Tuesday, April 19, 2016

Urbanization: Constructing the city and lives of the people

Anish Bhandari (abhandari@soscbaha.org) works at the Centre for the Study of Labor and Mobility (CESLAM) at Social Science Baha, Kathmandu, Nepal.

Those who have probably known Kathmandu for a long time can see that it has changed its structure over the years like every other rapidly urbanizing city. The eighteenth SAARC summit hosted in Kathmandu and the government's road expansion project in recent years has transformed the gaze of the capital city of Nepal. One can see the construction workers with their helmets, jackets and tools working along the road sides everywhere in the city. It is also clearly visible that Kathmandu is slowly expanding to the peripheral hills which has difficult landscapes with forests and national parks. This expansion is due to the booming urbanization in the country and across the region. According to the 2011 Census Report, the urban population constitutes 17% (4,523,820) of the total population and Kathmandu alone accommodates a total of 1,744,240 people.
The fact that Kathmandu accommodates more people than its capacity in terms of the resources such as drinking water and electricity proves that the thriving urbanization is responsible for changing the structure of the capital city. The road expansion project and housing apartments building construction are the large scale constructions going on in Kathmandu. Also, the Melamchi Drinking Water pipes installation and solar lights installation along the city roads are speeding. The proposal of the government to construct the flyovers in Airport-Kalanki section and overhead bridge in New Baneshwor junction are also in the pipeline. However, these large scale construction projects are proposed without proper research and planning[i].Folks across the county come to Kathmandu not only because of their aspirations for better economic opportunities and access to basic services such as health and education but also because of the central administrative structure of the government that requires people to come to Kathmandu for multiple reasons such as visa procurement or final departure from the only international airport of the country. No wonder Kathmandu is one of the rapidly urbanizing cities in South Asia because it not only accommodates the permanent dwellers but transient migrants as well. Urban development, therefore, is an important indicator of change.

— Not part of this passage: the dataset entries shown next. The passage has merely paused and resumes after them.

//! HTTP client for the Telegram Bot API.
//!
//! Wraps the handful of Bot API methods the bot calls using [`reqwest`].
//! Every method is a `POST {api_url}/bot{token}/{method}` with a JSON body.

use std::time::Duration;

use serde::de::DeserializeOwned;
use serde::Serialize;

use crate::types::{ApiResponse, BotCommand, OutgoingReply, Update, User};

/// Extra time allowed on top of the long-poll timeout before reqwest gives up.
const LONG_POLL_GRACE: Duration = Duration::from_secs(10);

/// Timeout for ordinary (non-polling) requests.
const REQUEST_TIMEOUT: Duration = Duration::from_secs(15);

/// Errors from the Bot API layer.
#[derive(Debug, thiserror::Error)]
pub enum TelegramError {
    /// The HTTP request itself failed (network, DNS, TLS, timeout, decode).
    #[error("HTTP request failed: {0}")]
    Request(#[from] reqwest::Error),

    /// A 2xx response whose body was not a Bot API envelope.
    #[error("Malformed Telegram response: {0}")]
    Decode(#[from] serde_json::Error),

    /// Telegram answered with `ok: false`, or a non-2xx status without an
    /// envelope (e.g. a proxy error page).
    #[error("Telegram API error ({code}): {description}")]
    Api {
        /// `error_code` from the response, or the HTTP status if absent.
        code: i32,
        description: String,
    },
}

/// Bot API client bound to one bot token.
pub struct TelegramApi {
    client: reqwest::Client,
    api_url: String,
    token: String,
}

impl TelegramApi {
    /// Create a client.
    ///
    /// * `api_url` - Base URL without trailing slash, e.g.
    ///   `https://api.telegram.org`.
    /// * `token` - Bot token issued by BotFather.
    pub fn new(api_url: String, token: String) -> Self {
        Self::with_client(reqwest::Client::new(), api_url, token)
    }

    /// Create a client reusing an existing [`reqwest::Client`].
    pub fn with_client(client: reqwest::Client, api_url: String, token: String) -> Self {
        Self {
            client,
            api_url: api_url.trim_end_matches('/').to_string(),
            token,
        }
    }

    /// `getMe`: identity of the bot; doubles as a connectivity probe.
    pub async fn get_me(&self) -> Result<User, TelegramError> {
        self.call("getMe", &serde_json::json!({}), REQUEST_TIMEOUT)
            .await
    }

    /// `getUpdates`: long-poll for new message updates after `offset`.
    pub async fn get_updates(
        &self,
        offset: Option<i64>,
        timeout_secs: u64,
    ) -> Result<Vec<Update>, TelegramError> {
        let body = serde_json::json!({
            "offset": offset,
            "timeout": timeout_secs,
            "allowed_updates": ["message"],
        });
        self.call(
            "getUpdates",
            &body,
            Duration::from_secs(timeout_secs) + LONG_POLL_GRACE,
        )
        .await
    }

    /// `sendMessage` as a reply to the message the reply targets.
    pub async fn send_reply(&self, reply: &OutgoingReply) -> Result<(), TelegramError> {
        let body = serde_json::json!({
            "chat_id": reply.chat_id,
            "text": reply.text,
            "parse_mode": reply.parse_mode,
            "reply_parameters": {
                "message_id": reply.reply_to_message_id,
                "allow_sending_without_reply": true,
            },
        });
        let _: serde_json::Value = self.call("sendMessage", &body, REQUEST_TIMEOUT).await?;
        Ok(())
    }

    /// `setMyCommands`: publish the command menu shown in clients.
    pub async fn set_my_commands(&self, commands: &[BotCommand]) -> Result<(), TelegramError> {
        let body = serde_json::json!({ "commands": commands });
        let _: bool = self.call("setMyCommands", &body, REQUEST_TIMEOUT).await?;
        Ok(())
    }

    /// `setWebhook`: deliver updates to `url`, optionally signed with
    /// `secret_token`.
    pub async fn set_webhook(
        &self,
        url: &str,
        secret_token: Option<&str>,
    ) -> Result<(), TelegramError> {
        let body = serde_json::json!({
            "url": url,
            "secret_token": secret_token,
            "allowed_updates": ["message"],
        });
        let _: bool = self.call("setWebhook", &body, REQUEST_TIMEOUT).await?;
        Ok(())
    }

    /// `deleteWebhook`: required before `getUpdates` works on a bot that
    /// previously had a webhook.
    pub async fn delete_webhook(&self) -> Result<(), TelegramError> {
        let _: bool = self
            .call("deleteWebhook", &serde_json::json!({}), REQUEST_TIMEOUT)
            .await?;
        Ok(())
    }

    // ---- private helpers ----

    fn method_url(&self, method: &str) -> String {
        format!("{}/bot{}/{}", self.api_url, self.token, method)
    }

    /// POST a method call and unwrap the `{ok, result}` envelope.
    ///
    /// Telegram reports most failures with a non-2xx status *and* a JSON
    /// envelope, so the body is decoded before the status is considered.
    /// Request errors are stripped of their URL, which embeds the token.
    /// The HTTP status stands in for a missing `error_code`.
    async fn call<B: Serialize, T: DeserializeOwned>(
        &self,
        method: &str,
        body: &B,
        timeout: Duration,
    ) -> Result<T, TelegramError> {
        let response = self
            .client
            .post(self.method_url(method))
            .timeout(timeout)
            .json(body)
            .send()
            .await
            .map_err(reqwest::Error::without_url)?;

        let status = response.status();
        let code = i32::from(status.as_u16());
        let body = response
            .bytes()
            .await
            .map_err(reqwest::Error::without_url)?;

        let envelope: ApiResponse<T> = match serde_json::from_slice(&body) {
            Ok(envelope) => envelope,
            Err(_) if !status.is_success() => {
                return Err(TelegramError::Api {
                    code,
                    description: status
                        .canonical_reason()
                        .unwrap_or("unexpected status")
                        .to_string(),
                })
            }
            Err(e) => return Err(e.into()),
        };

        match envelope {
            ApiResponse {
                ok: true,
                result: Some(result),
                ..
            } => Ok(result),
            other => Err(TelegramError::Api {
                code: other.error_code.unwrap_or(code),
                description: other
                    .description
                    .unwrap_or_else(|| "missing result".to_string()),
            }),
        }
    }
}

Urbanization brings forth lots of challenges as well as opportunities. One of the major challenges is its effective management. Administrative flaw of the unstable governments and policy based contestations, lack of coordination and cooperation between various departments and ministries of the state are some of the major challenges of the rapid urbanization in the valley according to the Kathmandu Valley Development Authority personnel[ii]. Apart from the government headed projects, private house and building constructions in Kathmandu have covered the fertile agricultural land of the country. Nevertheless, in an effort to introduce the scientific land use system, the government of Nepal has set out Land Use Policy 2012 which envisages controlling rapid urbanization and haphazard use of land to ensure proper utilization of the scare land across the country. Although this policy has raised a ray of hope in terms of the scientific management of land, lack of necessary acts to implement the objectives set forth by this policy is still a challenge. Importantly, the urban development action to manage the 'slum' and 'squatter' communities in Kathmandu is another important aspect that the concerned stakeholders are unable to accomplish in terms of urban development. It has evidently led to some violent confrontations between the government forces and the people living in such settlements in an attempt to manage this portion of the population[iii].
However, despite lot of challenges, there is an underlying and mostly overshadowed range of opportunities for the people and organizations involved in this process of urbanization. Talking about urbanization, probably the most intrinsic but overlooked facet is the construction sector and employment opportunities provided by it. Construction sector provides opportunity in terms of employment it calls for workers but does not require a skilled labor, although skilled labor is always preferred. In terms of the wages, however, skilled workers are obviously paid more. Nevertheless, skilled manpower being scarce in the country, the construction industry itself provides on-the-job training opportunities to the people who are engaged in it. Most of the construction workers have engaged themselves in this sector as a fresh recruit. They have learned the work on-the-job either working as a helper or directly through experience. And those who have worked in this sector for long enough have been able to upgrade themselves as petty-contractors and sub-contractors. Construction industry is one such sector which is trying to attract large foreign investments in Nepal. For instance, an Italian company CMC di Ravenna which specializes in tunneling and currently working for the Melamchi Diversion Scheme project, views Nepal as a potential market for tunneling work[iv]. Hydropower construction, for example, is yet another sector that is facing crisis in terms of its under-utilization in Nepal. The government not being able to carry out such large projects by itself leaves these sectors to fall prey on the hands of international agencies that are waiting for a green signal by the Nepali government to operate in such areas.
However, the main challenge that the construction industry is now facing is to attract and hold the labors that it molds. For example, not being able to pay according to the increasing inflation in the economy is one major impediment to sustain the laborers in the construction sector in Nepal. Another reason, and probably the most important one, is that young people are attracted by foreign employment no matter the consequences. Young people want to go abroad once in their lifetime at least to see and to experience the life abroad. This probably has to do with the social and cultural change that Nepal is facing at the moment.
Rapid construction is going on in Kathmandu. And rapid construction demand workers. Data shows that around 7% of the total population have gone abroad for better employment opportunities[v]. Most of the people who go abroad are unskilled and semi-skilled people. Apart from earning a decent salary (compared to Nepal), most of them are exposed to hazardous situations and harassments from their employers. For instance, holding the passports, unnatural deaths and inadequate pay according to work are some of the most common issues pertinent to the Nepali workers abroad. In such light, construction sector could provide the people with an alternative at home. The construction sector silently watches the prospect workers going abroad unable to interest them towards its own veil. Or maybe it is moving ahead in such a pace that it does not have time to stop for a while and call the people to fulfill its own demand for work.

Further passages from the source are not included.